AnimauxLe caractère d’un chien n’est pas déterminé par sa race
Une étude publiée jeudi démontre que la race d’un chien ne permet pas de prédire son caractère, contrairement à la croyance populaire.
Tout le monde le sait, les pitbulls et les rottweilers sont agressifs, tandis que les labradors sont affectueux. Sauf que non. Selon une nouvelle étude publiée jeudi dans la prestigieuse revue «Science», ces stéréotypes liés aux races canines sont largement infondés.
De nombreux traits comportementaux peuvent bien être hérités. Mais la race ne permet de prédire que partiellement la plupart des comportements -- voire pas du tout pour certains traits de caractère, comme l’affection ou la propension à s’énerver.
«La génétique joue un rôle dans la personnalité de tout chien individuellement, mais la race ne permet pas de prédire ces traits efficacement», a expliqué Elinor Karlsson, l’une des auteures de ces travaux, qui ont impliqué plus de 2000 chiens et plus de 200’000 réponses de la part de propriétaires.
«Ce que nous avons démontré, c’est que les critères définissant un golden retriever sont ses caractéristiques physiques -- la forme de ses oreilles, la couleur et la qualité de son pelage, sa taille. Mais pas s’il est affectueux», a-t-elle ajouté. De tels stéréotypes se retrouvent pourtant parfois dans la loi, comme pour l’interdiction des pitbulls au Royaume-Uni et dans de nombreuses villes américaines.
«Aucun effet»
Les chercheurs ont séquencé l’ADN de 2155 chiens de race ou croisés, afin de trouver des variations génétiques communes qui pourraient permettre de prédire leur comportement.

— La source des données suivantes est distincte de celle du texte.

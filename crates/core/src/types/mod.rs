//! Core types for Posie & Pin.
//!
//! This module provides type-safe wrappers for common domain concepts.

pub mod contact;
pub mod email;
pub mod id;
pub mod price;
pub mod status;

pub use contact::{Address, AddressError, FullName, FullNameError, Phone, PhoneError};
pub use email::{Email, EmailError};
pub use id::*;
pub use price::{Price, PriceError};
pub use status::*;
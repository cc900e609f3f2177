//! Product domain types.
//!
//! Products are owned by the catalog and read-only from the storefront's
//! perspective; stock and availability only change through the managed
//! backend.

use chrono::{DateTime, Utc};
use serde::{Deserialize, Serialize};

use posie_core::{Price, ProductId};

/// Stock quantity below which a product shows a "low stock" badge.
const LOW_STOCK_THRESHOLD: u32 = 5;

/// A catalog product (read-only snapshot).
#[derive(Debug, Clone, Serialize, Deserialize)]
pub struct Product {
    /// Unique product ID.
    pub id: ProductId,
    /// Display name.
    pub name: String,
    /// Short description shown on product cards.
    pub description: String,
    /// Unit price.
    pub price: Price,
    /// Image reference (asset path or absolute URL).
    pub image_url: String,
    /// Category slug (e.g., "scrunchies", "phone-charms").
    pub category: String,
    /// Units currently in stock.
    pub stock_quantity: u32,
    /// Whether the product is offered for sale at all.
    pub is_available: bool,
    /// When the product was added to the catalog.
    pub created_at: DateTime<Utc>,
}

impl Product {
    /// Whether the product can currently be added to a cart.
    #[must_use]
    pub const fn in_stock(&self) -> bool {
        self.is_available && self.stock_quantity > 0
    }

    /// Badge level for product listings.
    #[must_use]
    pub const fn stock_level(&self) -> StockLevel {
        if !self.is_available || self.stock_quantity == 0 {
            StockLevel::SoldOut
        } else if self.stock_quantity < LOW_STOCK_THRESHOLD {
            StockLevel::LowStock
        } else {
            StockLevel::InStock
        }
    }
}

/// Stock badge shown on product listings.
#[derive(Debug, Clone, Copy, PartialEq, Eq, Serialize, Deserialize)]
#[serde(rename_all = "snake_case")]
pub enum StockLevel {
    SoldOut,
    LowStock,
    InStock,
}
//! Unified error handling with Sentry integration.
//!
//! Provides a unified `AppError` type that captures errors to Sentry before
//! responding to the client. All route handlers should return `Result<T, AppError>`.
//!
//! Nothing here is process-fatal: every failure maps to a status code and a
//! JSON body the client can act on (re-render the form, retry payment,
//! redirect to sign-in).

use axum::{
    Json,
    http::StatusCode,
    response::{IntoResponse, Response},
};
use serde_json::json;
use thiserror::Error;

use crate::cart::CartError;
use crate::db::RepositoryError;
use crate::services::{CheckoutError, PaymentError};

/// Application-level error type for the storefront.
#[derive(Debug, Error)]
pub enum AppError {
    /// Database operation failed.
    #[error("Database error: {0}")]
    Database(#[from] RepositoryError),

    /// Cart mutation rejected.
    #[error("Cart error: {0}")]
    Cart(#[from] CartError),

    /// Checkout submission failed.
    #[error("Checkout error: {0}")]
    Checkout(#[from] CheckoutError),

    /// Payment confirmation failed.
    #[error("Payment error: {0}")]
    Payment(#[from] PaymentError),

    /// Resource not found.
    #[error("Not found: {0}")]
    NotFound(String),

    /// User is not authenticated.
    #[error("Unauthorized: {0}")]
    Unauthorized(String),

    /// Bad request from client.
    #[error("Bad request: {0}")]
    BadRequest(String),

    /// Internal server error.
    #[error("Internal error: {0}")]
    Internal(String),
}

impl From<tower_sessions::session::Error> for AppError {
    fn from(e: tower_sessions::session::Error) -> Self {
        Self::Internal(format!("session store error: {e}"))
    }
}

impl AppError {
    /// Whether this is a server-side fault worth capturing to Sentry.
    const fn is_server_error(&self) -> bool {
        matches!(
            self,
            Self::Database(_)
                | Self::Internal(_)
                | Self::Checkout(CheckoutError::OrderCreation(_))
                | Self::Payment(PaymentError::Repository(_) | PaymentError::UpdateFailed)
        )
    }
}

impl IntoResponse for AppError {
    fn into_response(self) -> Response {
        // Capture server errors to Sentry
        if self.is_server_error() {
            let event_id = sentry::capture_error(&self);
            tracing::error!(
                error = %self,
                sentry_event_id = %event_id,
                "Request error"
            );
        }

        let status = match &self {
            Self::Database(_) | Self::Internal(_) => StatusCode::INTERNAL_SERVER_ERROR,
            Self::Cart(CartError::OutOfStock { .. }) => StatusCode::CONFLICT,
            Self::Checkout(err) => match err {
                CheckoutError::Validation(_) => StatusCode::UNPROCESSABLE_ENTITY,
                CheckoutError::EmptyCart => StatusCode::BAD_REQUEST,
                CheckoutError::OrderCreation(_) => StatusCode::INTERNAL_SERVER_ERROR,
            },
            Self::Payment(err) => match err {
                PaymentError::OrderNotFound => StatusCode::NOT_FOUND,
                PaymentError::Declined(_) | PaymentError::UpdateFailed => StatusCode::BAD_GATEWAY,
                PaymentError::Repository(_) => StatusCode::INTERNAL_SERVER_ERROR,
            },
            Self::NotFound(_) => StatusCode::NOT_FOUND,
            Self::Unauthorized(_) => StatusCode::UNAUTHORIZED,
            Self::BadRequest(_) => StatusCode::BAD_REQUEST,
        };

        // Don't expose internal error details to clients
        let body = match &self {
            Self::Database(_) | Self::Internal(_) => json!({
                "error": "Internal server error"
            }),
            Self::Checkout(CheckoutError::Validation(fields)) => json!({
                "error": "Please correct the highlighted fields",
                "fields": fields,
            }),
            Self::Checkout(CheckoutError::EmptyCart) => json!({
                "error": "Your cart is empty"
            }),
            Self::Checkout(CheckoutError::OrderCreation(_)) => json!({
                "error": "Failed to place order. Please try again."
            }),
            Self::Cart(CartError::OutOfStock { .. }) => json!({
                "error": "This product is out of stock"
            }),
            Self::Payment(err) => match err {
                PaymentError::OrderNotFound => json!({ "error": "Order not found" }),
                PaymentError::Repository(_) => json!({ "error": "Internal server error" }),
                PaymentError::Declined(_) | PaymentError::UpdateFailed => json!({
                    "error": "Payment failed. Please try again."
                }),
            },
            _ => json!({ "error": self.to_string() }),
        };

        (status, Json(body)).into_response()
    }
}

/// Result type alias for `AppError`.
pub type Result<T> = std::result::Result<T, AppError>;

Ils ont combiné ces résultats avec les réponses à des questions de la part de 18’385 propriétaires de chien.
Le site utilisé s’appelle Darwin’s Ark, et représente une base de données en accès libre réunissant les informations livrées par des propriétaires sur les comportements de leur animal. Les chercheurs ont pris en compte dans leurs analyses les stéréotypes affectant possiblement les réponses.
Ils ont établi des définitions fixes pour certains comportements, comme l’obéissance, la sociabilité, ou encore l’intérêt pour les jouets. Les traits physiques ont également été étudiés. Les scientifiques ont finalement trouvé 11 endroits du génome associés à des différences comportementales, dont l’obéissance, la capacité à rapporter un objet, ou encore les hurlements.
Dans ces cas-là, la race jouait bien un certain rôle: les beagles et les limiers ont tendance à davantage hurler, les border collies sont obéissants, bien davantage que les shiba inus. Mais l’étude a malgré tout montré qu’il existait à chaque fois des exceptions. Ainsi, même si les labradors étaient ceux ayant le moins tendance à hurler, 8% d’entre eux le faisaient quand même. Et si 90% des lévriers n’enterraient pas leur jouet, 3% le faisaient fréquemment.
De plus, en observant les réponses à plusieurs questions portant sur les possibles réactions agressives des chiens, «nous n’avons vu aucun effet de la race», a expliqué Elinor Karlsson. Au total, la race n’expliquait que 9% des variations comportementales. L’âge permettait ainsi de mieux prédire certains traits, comme le fait de s’amuser avec un jouet. Les traits physiques pouvaient eux être cinq fois mieux prédits par la race que le comportement.
Idéaux physiques
Avant les années 1800, les chiens étaient d’abord sélectionnés pour leurs rôles dans la chasse, pour garder la maison ou les troupeaux. Mais le concept «de race canine moderne, mettant l’accent sur des idéaux physiques et la pureté de la lignée, est une invention victorienne», souligne l’étude.
Les chiens au sein d’une race peuvent avoir des comportements différents, certains ayant hérité des variations génétiques de leurs ancêtres, et d’autres non. Fait intéressant: la sociabilité envers les humains est très héréditaire chez les chiens, quoique ne dépendant pas de la race.
Les chercheurs ont localisé un endroit de l’ADN canin qui pourrait expliquer 4% des différences de sociabilité entre les individus. Et cet endroit correspond à celui, dans le génome humain, responsable de la formation de la mémoire longue. «Il se pourrait que comprendre la sociabilité envers les humains chez les chiens aide à comprendre comment le cerveau se développe et apprend», a avancé Kathleen Morrill, auteure principale de l’étude, lors d’une conférence de presse.